SCIO — Gene Peery earned his private airplane pilot’s license even before he received a diploma from Scio High School in 1965.

But it was piloting a 1,300-horsepower helicopter in Vietnam in 1967-68 with the 119th Assault Helicopter Company that really taught the fourth-generation Scio farmboy how to fly.

“I actually went through the Army’s mechanics course while I was waiting to get into flight school,” explained Perry, who now operates an equestrian program for troubled youth near Scio. “I was just 18 when I went in and I was flying combat missions in Vietnam when I was 19 and 20 years old.”

Peery said nearly all of his tour of duty was spent in the central highlands of Vietnam, as well as Cambodia and Laos.

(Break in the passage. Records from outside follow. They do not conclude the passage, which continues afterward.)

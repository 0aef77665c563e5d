use serde::Serialize;

pub fn print_json<T: Serialize>(value: &T) -> anyhow::Result<()> {
    println!("{}", serde_json::to_string_pretty(value)?);
    Ok(())
}

/// Left-aligned columns separated by two spaces, with a dashed rule under
/// the header.
pub fn print_table(headers: &[&str], rows: &[Vec<String>]) {
    let widths: Vec<usize> = headers
        .iter()
        .enumerate()
        .map(|(i, h)| {
            rows.iter()
                .filter_map(|r| r.get(i))
                .map(String::len)
                .fold(h.len(), usize::max)
        })
        .collect();

    print_row(headers.iter().copied(), &widths);
    print_row(widths.iter().map(|&w| "-".repeat(w)), &widths);
    for row in rows {
        print_row(row.iter(), &widths);
    }
}

fn print_row<I, S>(cells: I, widths: &[usize])
where
    I: IntoIterator<Item = S>,
    S: AsRef<str>,
{
    let padded: Vec<String> = cells
        .into_iter()
        .zip(widths)
        .map(|(c, &w)| format!("{:w$}", c.as_ref()))
        .collect();
    println!("{}", padded.join("  ").trim_end());
}
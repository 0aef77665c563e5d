pub mod interventions;
pub mod run;
pub mod state;
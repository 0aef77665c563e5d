use crate::types::{Iteration, Timestep};
use std::path::{Path, PathBuf};

// ---------------------------------------------------------------------------
// Directory constants
// ---------------------------------------------------------------------------

pub const RUNS_DIR: &str = "runs";
pub const INTERVENTIONS_DIR: &str = "interventions";
pub const INITIAL_CONDITIONS_DIR: &str = "initial_conditions";
pub const STRATEGIES_DIR: &str = "strategies";
pub const MODELS_DIR: &str = "models";
pub const RESULTS_DIR: &str = "results";

const YAML_EXT: &str = "yaml";

// ---------------------------------------------------------------------------
// Path helpers
// ---------------------------------------------------------------------------

pub fn run_config_path(root: &Path, run: &str) -> PathBuf {
    root.join(RUNS_DIR).join(format!("{run}.{YAML_EXT}"))
}

pub fn interventions_path(root: &Path, model: &str) -> PathBuf {
    root.join(INTERVENTIONS_DIR)
        .join(format!("{model}.{YAML_EXT}"))
}

pub fn initial_conditions_path(root: &Path, model: &str) -> PathBuf {
    root.join(INITIAL_CONDITIONS_DIR)
        .join(format!("{model}.{YAML_EXT}"))
}

pub fn strategies_path(root: &Path, run: &str) -> PathBuf {
    root.join(STRATEGIES_DIR).join(format!("{run}.{YAML_EXT}"))
}

pub fn models_dir(root: &Path) -> PathBuf {
    root.join(MODELS_DIR)
}

pub fn state_path(root: &Path, run: &str, timestep: Timestep, iteration: Iteration) -> PathBuf {
    root.join(RESULTS_DIR)
        .join(run)
        .join(format!("decision_{iteration}"))
        .join(format!("state_{timestep}.{YAML_EXT}"))
}

// ---------------------------------------------------------------------------
// Tests
// ---------------------------------------------------------------------------
use super::{DecisionHistory, DecisionStrategy, StrategySpec};
use crate::error::{PlanError, Result};
use crate::intervention::InterventionRegistry;
use crate::results::ResultsView;
use crate::types::{Bundle, Decision, Iteration, Timestep};
use std::collections::BTreeMap;

// ---------------------------------------------------------------------------
// Rules
// ---------------------------------------------------------------------------

/// Decision logic driven by [`RuleBased`].
///
/// Called once per `(timestep, iteration)`. Marking the context satisfied
/// moves the search on to the next timestep, or ends it at the last one.
pub trait Rules: Send {
    fn decide(&mut self, cx: &mut RuleContext<'_>, view: &dyn ResultsView) -> Result<Vec<Decision>>;
}

/// What rules see of the search while deciding.
pub struct RuleContext<'a> {
    pub current_timestep: Timestep,
    pub current_iteration: Iteration,
    registry: &'a InterventionRegistry,
    history: &'a mut DecisionHistory,
    satisfied: &'a mut bool,
}

impl RuleContext<'_> {
    pub fn satisfy(&mut self) {
        *self.satisfied = true;
    }

    pub fn is_satisfied(&self) -> bool {
        *self.satisfied
    }

    pub fn registry(&self) -> &InterventionRegistry {
        self.registry
    }

    pub fn history(&self) -> &DecisionHistory {
        self.history
    }

    pub fn available_interventions(&self) -> InterventionRegistry {
        self.registry.available(self.history.names())
    }

    /// Add decisions to the strategy's history. Fails if any intervention
    /// was already decided.
    pub fn record(&mut self, decisions: &[Decision]) -> Result<()> {
        self.history.record_all(decisions)
    }
}

/// Never decides and never satisfies; the search only advances when the
/// satisfied flag is set from outside.
#[derive(Debug, Clone, Copy, Default)]
pub struct NoRules;

impl Rules for NoRules {
    fn decide(&mut self, _cx: &mut RuleContext<'_>, _view: &dyn ResultsView) -> Result<Vec<Decision>> {
        Ok(Vec::new())
    }
}

/// Runs a fixed number of iterations at every timestep.
#[derive(Debug, Clone)]
pub struct IterationLimit {
    max_iterations: u32,
    seen: BTreeMap<Timestep, u32>,
}

impl IterationLimit {
    pub fn new(max_iterations: u32) -> Self {
        Self {
            max_iterations: max_iterations.max(1),
            seen: BTreeMap::new(),
        }
    }
}

impl Rules for IterationLimit {
    fn decide(&mut self, cx: &mut RuleContext<'_>, _view: &dyn ResultsView) -> Result<Vec<Decision>> {
        let count = self.seen.entry(cx.current_timestep).or_insert(0);
        *count += 1;
        if *count >= self.max_iterations {
            cx.satisfy();
        }
        Ok(Vec::new())
    }
}

// ---------------------------------------------------------------------------
// RuleBased
// ---------------------------------------------------------------------------

/// Searches one `(iteration, timestep)` at a time.
///
/// While unsatisfied every bundle is a fresh iteration at the current
/// timestep. Once satisfied, the current iteration is recorded as final for
/// the timestep and the search moves to the next timestep, linking its first
/// iteration back to that final one. Satisfied at the last timestep ends the
/// search.
pub struct RuleBased<R: Rules = NoRules> {
    name: String,
    timesteps: Vec<Timestep>,
    registry: InterventionRegistry,
    history: DecisionHistory,
    rules: R,
    satisfied: bool,
    current_timestep: Timestep,
    current_iteration: Iteration,
    /// Final iteration reached at each finished timestep.
    max_iteration_by_timestep: BTreeMap<Timestep, Iteration>,
}

impl<R: Rules> RuleBased<R> {
    pub fn new(
        name: impl Into<String>,
        timesteps: Vec<Timestep>,
        registry: InterventionRegistry,
        rules: R,
    ) -> Result<Self> {
        let name = name.into();
        let first = *timesteps
            .first()
            .ok_or_else(|| PlanError::InvalidRunConfig(format!("strategy '{name}' has no timesteps")))?;
        Ok(Self {
            history: DecisionHistory::new(name.clone()),
            name,
            timesteps,
            registry,
            rules,
            satisfied: false,
            current_timestep: first,
            current_iteration: 0,
            max_iteration_by_timestep: BTreeMap::from([(first, 0)]),
        })
    }

    pub fn first_timestep(&self) -> Timestep {
        self.timesteps[0]
    }

    pub fn last_timestep(&self) -> Timestep {
        self.timesteps[self.timesteps.len() - 1]
    }

    pub fn current_timestep(&self) -> Timestep {
        self.current_timestep
    }

    pub fn current_iteration(&self) -> Iteration {
        self.current_iteration
    }

    pub fn is_satisfied(&self) -> bool {
        self.satisfied
    }

    pub fn set_satisfied(&mut self, satisfied: bool) {
        self.satisfied = satisfied;
    }

    pub fn rules(&self) -> &R {
        &self.rules
    }

    pub fn next_timestep(&self) -> Option<Timestep> {
        let index = self.current_index()?;
        self.timesteps.get(index + 1).copied()
    }

    pub fn previous_timestep(&self) -> Option<Timestep> {
        let index = self.current_index()?;
        index.checked_sub(1).map(|i| self.timesteps[i])
    }

    /// Final iteration recorded for the timestep before the current one.
    pub fn previous_year_iteration(&self) -> Option<Iteration> {
        self.previous_timestep()
            .and_then(|t| self.max_iteration_by_timestep.get(&t).copied())
    }

    fn current_index(&self) -> Option<usize> {
        self.timesteps
            .iter()
            .position(|&t| t == self.current_timestep)
    }

    fn make_bundle(&self) -> Bundle {
        let bundle = Bundle::new(vec![self.current_iteration], vec![self.current_timestep]);
        match self.previous_year_iteration() {
            Some(parent) if self.current_timestep != self.first_timestep() => {
                bundle.with_link(self.current_iteration, parent)
            }
            _ => bundle,
        }
    }
}

impl<R: Rules> DecisionStrategy for RuleBased<R> {
    fn name(&self) -> &str {
        &self.name
    }

    fn registry(&self) -> &InterventionRegistry {
        &self.registry
    }

    fn history(&self) -> &DecisionHistory {
        &self.history
    }

    fn next_bundle(&mut self) -> Option<Bundle> {
        if self.satisfied {
            let next = self.next_timestep()?;
            self.max_iteration_by_timestep
                .insert(self.current_timestep, self.current_iteration);
            self.satisfied = false;
            self.current_timestep = next;
        }
        self.current_iteration += 1;
        let bundle = self.make_bundle();
        tracing::debug!(
            timestep = self.current_timestep,
            iteration = self.current_iteration,
            "rule-based bundle"
        );
        Some(bundle)
    }

    fn get_decision(&mut self, view: &dyn ResultsView) -> Result<Vec<Decision>> {
        let mut cx = RuleContext {
            current_timestep: self.current_timestep,
            current_iteration: self.current_iteration,
            registry: &self.registry,
            history: &mut self.history,
            satisfied: &mut self.satisfied,
        };
        self.rules.decide(&mut cx, view)
    }

    fn get_previous_state(&self, view: &dyn ResultsView) -> Result<Vec<Decision>> {
        if self.current_timestep == self.first_timestep() {
            return Ok(Vec::new());
        }
        match (self.previous_timestep(), self.previous_year_iteration()) {
            (Some(t), Some(i)) => view.get_state(t, i),
            _ => Ok(Vec::new()),
        }
    }
}

// ---------------------------------------------------------------------------
// Built-in constructors
// ---------------------------------------------------------------------------

pub(super) fn load_rule_based(spec: StrategySpec) -> Result<Box<dyn DecisionStrategy>> {
    let strategy = RuleBased::new(spec.name, spec.timesteps, spec.registry, NoRules)?;
    Ok(Box::new(strategy))
}

pub(super) fn load_iteration_limit(spec: StrategySpec) -> Result<Box<dyn DecisionStrategy>> {
    let max_iterations = spec.option_u32("max_iterations")?.unwrap_or(1);
    if max_iterations == 0 {
        return Err(PlanError::InvalidStrategyOption {
            option: "max_iterations".to_string(),
            reason: "must be at least 1".to_string(),
        });
    }
    let rules = IterationLimit::new(max_iterations);
    let strategy = RuleBased::new(spec.name, spec.timesteps, spec.registry, rules)?;
    Ok(Box::new(strategy))
}

// ---------------------------------------------------------------------------
// Tests
// ---------------------------------------------------------------------------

“It was pretty mean,” Peery said. “We worked with the special forces teams. We would deliver them into Cambodia or Laos and then come back and get them in a few days. They were amazing people. We didn’t know their real names. They had call signs like Snake or Rooster. We could hear bullets whizzing by as they were running toward the landing zone and calling us on the radio. Nearly all of them I knew were killed.”

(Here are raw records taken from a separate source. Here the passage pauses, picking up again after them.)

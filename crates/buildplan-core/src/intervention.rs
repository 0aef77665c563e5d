use crate::error::{PlanError, Result};
use crate::types::Timestep;
use serde::{Deserialize, Serialize};
use std::collections::{BTreeMap, BTreeSet};
use std::sync::Arc;

// ---------------------------------------------------------------------------
// Lifetime
// ---------------------------------------------------------------------------

/// How long an intervention stays active after its build year.
#[derive(Debug, Clone, Copy, PartialEq, Eq)]
pub enum Lifetime {
    Years(u64),
    Infinite,
}

/// Active while `timestep <= build_year + lifetime`.
pub fn within_lifetime(build_year: Timestep, timestep: Timestep, lifetime: Lifetime) -> bool {
    match lifetime {
        Lifetime::Infinite => true,
        Lifetime::Years(years) => {
            let years = i64::try_from(years).unwrap_or(i64::MAX);
            timestep <= build_year.saturating_add(years)
        }
    }
}

/// Persisted `technical_lifetime` attribute: `{value: 40, units: years}`.
#[derive(Debug, Clone, PartialEq, Serialize, Deserialize)]
pub struct TechnicalLifetime {
    pub value: serde_yaml::Value,
    #[serde(default, skip_serializing_if = "Option::is_none")]
    pub units: Option<String>,
}

impl TechnicalLifetime {
    pub fn years(years: u64) -> Self {
        Self {
            value: serde_yaml::Value::from(years),
            units: Some("years".to_string()),
        }
    }

    /// Interpret the raw value. Numbers are truncated to whole years; a
    /// string must hold an integer. Anything else is an infinite lifetime,
    /// and a negative whole number of years is an error.
    pub fn lifetime(&self, name: &str) -> Result<Lifetime> {
        let years = match &self.value {
            serde_yaml::Value::Number(n) => match n.as_i64() {
                Some(v) => Some(v),
                None => n.as_f64().filter(|v| v.is_finite()).map(|v| v.trunc() as i64),
            },
            serde_yaml::Value::String(s) => s.trim().parse::<i64>().ok(),
            _ => None,
        };
        match years {
            Some(v) if v < 0 => Err(PlanError::NegativeLifetime {
                name: name.to_string(),
                value: v,
            }),
            Some(v) => Ok(Lifetime::Years(v as u64)),
            _ => Ok(Lifetime::Infinite),
        }
    }
}

// ---------------------------------------------------------------------------
// Intervention
// ---------------------------------------------------------------------------

/// A candidate asset. Fields other than name and lifetime are carried along
/// untouched.
#[derive(Debug, Clone, PartialEq, Serialize, Deserialize)]
pub struct Intervention {
    pub name: String,
    pub technical_lifetime: TechnicalLifetime,
    #[serde(flatten)]
    pub attributes: BTreeMap<String, serde_yaml::Value>,
}

impl Intervention {
    pub fn new(name: impl Into<String>, lifetime_years: u64) -> Self {
        Self {
            name: name.into(),
            technical_lifetime: TechnicalLifetime::years(lifetime_years),
            attributes: BTreeMap::new(),
        }
    }

    pub fn lifetime(&self) -> Result<Lifetime> {
        self.technical_lifetime.lifetime(&self.name)
    }
}

// ---------------------------------------------------------------------------
// InterventionRegistry
// ---------------------------------------------------------------------------

/// Read-only register of interventions keyed by name.
///
/// Cloning shares the underlying map; there are no mutation methods, a new
/// registry is built instead.
#[derive(Debug, Clone, Default)]
pub struct InterventionRegistry {
    entries: Arc<BTreeMap<String, Intervention>>,
}

impl InterventionRegistry {
    pub fn new(entries: BTreeMap<String, Intervention>) -> Self {
        Self {
            entries: Arc::new(entries),
        }
    }

    /// Merge the interventions declared by several models. A later model's
    /// entry replaces an earlier one with the same name.
    pub fn merge<I>(models: I) -> Self
    where
        I: IntoIterator<Item = BTreeMap<String, Intervention>>,
    {
        let mut entries = BTreeMap::new();
        for model in models {
            entries.extend(model);
        }
        Self::new(entries)
    }

    pub fn get(&self, name: &str) -> Result<&Intervention> {
        self.entries
            .get(name)
            .ok_or_else(|| PlanError::InterventionNotFound(name.to_string()))
    }

    pub fn lifetime_of(&self, name: &str) -> Result<Lifetime> {
        self.get(name)?.lifetime()
    }

    pub fn contains(&self, name: &str) -> bool {
        self.entries.contains_key(name)
    }

    pub fn len(&self) -> usize {
        self.entries.len()
    }

    pub fn is_empty(&self) -> bool {
        self.entries.is_empty()
    }

    pub fn names(&self) -> impl Iterator<Item = &str> {
        self.entries.keys().map(|k| k.as_str())
    }

    pub fn iter(&self) -> impl Iterator<Item = &Intervention> {
        self.entries.values()
    }

    /// Snapshot of the entries whose names are not in `excluding`.
    pub fn available(&self, excluding: &BTreeSet<String>) -> InterventionRegistry {
        let entries = self
            .entries
            .iter()
            .filter(|(name, _)| !excluding.contains(*name))
            .map(|(name, i)| (name.clone(), i.clone()))
            .collect();
        Self::new(entries)
    }
}

impl FromIterator<Intervention> for InterventionRegistry {
    fn from_iter<T: IntoIterator<Item = Intervention>>(iter: T) -> Self {
        Self::new(iter.into_iter().map(|i| (i.name.clone(), i)).collect())
    }
}

// ---------------------------------------------------------------------------
// Tests
// ---------------------------------------------------------------------------

#[cfg(test)]
mod tests {
    use super::*;

    fn lifetime_of(yaml: &str) -> Result<Lifetime> {
        let tl: TechnicalLifetime = serde_yaml::from_str(yaml).unwrap();
        tl.lifetime("x")
    }

    #[test]
    fn lifetime_parsing() {
        assert_eq!(lifetime_of("value: 10").unwrap(), Lifetime::Years(10));
        assert_eq!(lifetime_of("value: 12.9").unwrap(), Lifetime::Years(12));
        assert_eq!(lifetime_of("value: '25'").unwrap(), Lifetime::Years(25));
        assert_eq!(lifetime_of("value: forever").unwrap(), Lifetime::Infinite);
        assert_eq!(lifetime_of("value: ~").unwrap(), Lifetime::Infinite);
        assert_eq!(lifetime_of("value: .inf").unwrap(), Lifetime::Infinite);
        // A fractional string is not a whole number of years.
        assert_eq!(lifetime_of("value: '12.9'").unwrap(), Lifetime::Infinite);
    }

    #[test]
    fn small_negative_fraction_truncates_to_zero() {
        assert_eq!(lifetime_of("value: -0.5").unwrap(), Lifetime::Years(0));
        assert!(matches!(
            lifetime_of("value: '-3'"),
            Err(PlanError::NegativeLifetime { .. })
        ));
    }

    #[test]
    fn negative_lifetime_is_rejected() {
        assert!(matches!(
            lifetime_of("value: -1"),
            Err(PlanError::NegativeLifetime { .. })
        ));
    }

    #[test]
    fn within_lifetime_is_inclusive() {
        assert!(within_lifetime(2011, 2015, Lifetime::Years(5)));
        assert!(within_lifetime(2011, 2016, Lifetime::Years(5)));
        assert!(!within_lifetime(2011, 2020, Lifetime::Years(5)));
        assert!(within_lifetime(2011, 3000, Lifetime::Infinite));
    }

    #[test]
    fn intervention_keeps_opaque_attributes() {
        let yaml = "name: reservoir\ntechnical_lifetime: {value: 80, units: years}\ncapital_cost: {value: 1234}\nlocation: oxford\n";
        let i: Intervention = serde_yaml::from_str(yaml).unwrap();
        assert_eq!(i.lifetime().unwrap(), Lifetime::Years(80));
        assert!(i.attributes.contains_key("capital_cost"));
        assert!(i.attributes.contains_key("location"));
    }

    #[test]
    fn registry_get_and_not_found() {
        let reg: InterventionRegistry = [Intervention::new("a", 10)].into_iter().collect();
        assert_eq!(reg.get("a").unwrap().name, "a");
        assert!(matches!(
            reg.get("b"),
            Err(PlanError::InterventionNotFound(ref n)) if n == "b"
        ));
    }

    #[test]
    fn registry_available_excludes_names() {
        let reg: InterventionRegistry = [
            Intervention::new("a", 10),
            Intervention::new("b", 10),
            Intervention::new("c", 10),
        ]
        .into_iter()
        .collect();
        let excluding: BTreeSet<String> = ["b".to_string()].into_iter().collect();
        let available = reg.available(&excluding);
        assert_eq!(available.names().collect::<Vec<_>>(), vec!["a", "c"]);
        // Source registry is untouched.
        assert_eq!(reg.len(), 3);
    }

    #[test]
    fn merge_prefers_later_models() {
        let first: BTreeMap<_, _> = [("a".to_string(), Intervention::new("a", 10))].into();
        let second: BTreeMap<_, _> = [
            ("a".to_string(), Intervention::new("a", 20)),
            ("b".to_string(), Intervention::new("b", 5)),
        ]
        .into();
        let reg = InterventionRegistry::merge([first, second]);
        assert_eq!(reg.len(), 2);
        assert_eq!(reg.lifetime_of("a").unwrap(), Lifetime::Years(20));
    }
}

The choppers took on so much enemy fire that pilots rotated in and out of the zone for two months at a time. Peery served his first and last two months in country on that duty.

“I had three days to go in country when the special forces wanted us to take them into a tight area where they thought there might be enemy tanks hidden in the trees,” Peery said. “They lit us up. The world opened up on us and we took 50-caliber hits. The blades were shot up. When we got back to base, I could put my fist through holes in the chopper’s rotors.”

Peery earned a Purple Heart and Silver Star on another mission where his helicopter was shot down.

“We were putting two infantry companies onto a hillside west of Dok To,” Peery said. “They shot our engine out and we went down. We bounced hard and they began dropping mortars on us. They drove us into the tree line, which was an ambush. They opened up fire on us and hit us with grenades. We had a really bad fight for about six hours.”

Without regard for his own safety, Peery ran across an open area to the downed helicopter to retrieve smoke flares and other needed items for the soldiers. During the firefight, Peery was hit in the left arm with a bullet from a rifle.

“After I was wounded, I refused to get on a chopper that was full,” Peery said. “We fought our way back down the hill. I stayed with the men and we kept our heads together.”

In another battle, Peery’s chopper didn’t go down, but “they took the paint off my helmet.” Peery said the Viet Cong would ambush the helicopters as they were picking up the last 10 or 15 soldiers.

“They opened up on us and I can still see the windshield disappearing,” Peery said. He earned the Air Medal with a V for valor for that action.

Once, Peery used 50-caliber ammo cans hooked to cargo straps to retrieve soldiers who were hanging onto a cliff. “We had to rock the aircraft into the trees and used the rotors to chop the limbs,” Peery said. “Those Huey blades would do it.”

Peery called his tour of duty “intense, exhausting. You never relaxed.”

After a year in Vietnam, Peery used the survival skills he learned in combat as a flight instructor at Fort Rucker in Alabama.

“I loved it. It was the last thing those kids did before they went to Vietnam,” Peery said. “They let us show them what was really going to happen and how to survive.”

After the war, Peery flew helicopters in Africa, Canada, Iran, Alaska and Hawaii. For 10 years, he operated a school that trained former military pilots for commercial jobs with international companies.

Peery married Deidre Paul of Albany in 1973. They have two grown children: Summer Graber, 27, teaches school in Dillingham, Alaska, and Bryce, 25, is a Blackhawk helicopter pilot who has served one 15-month tour in Iraq and may return there in March.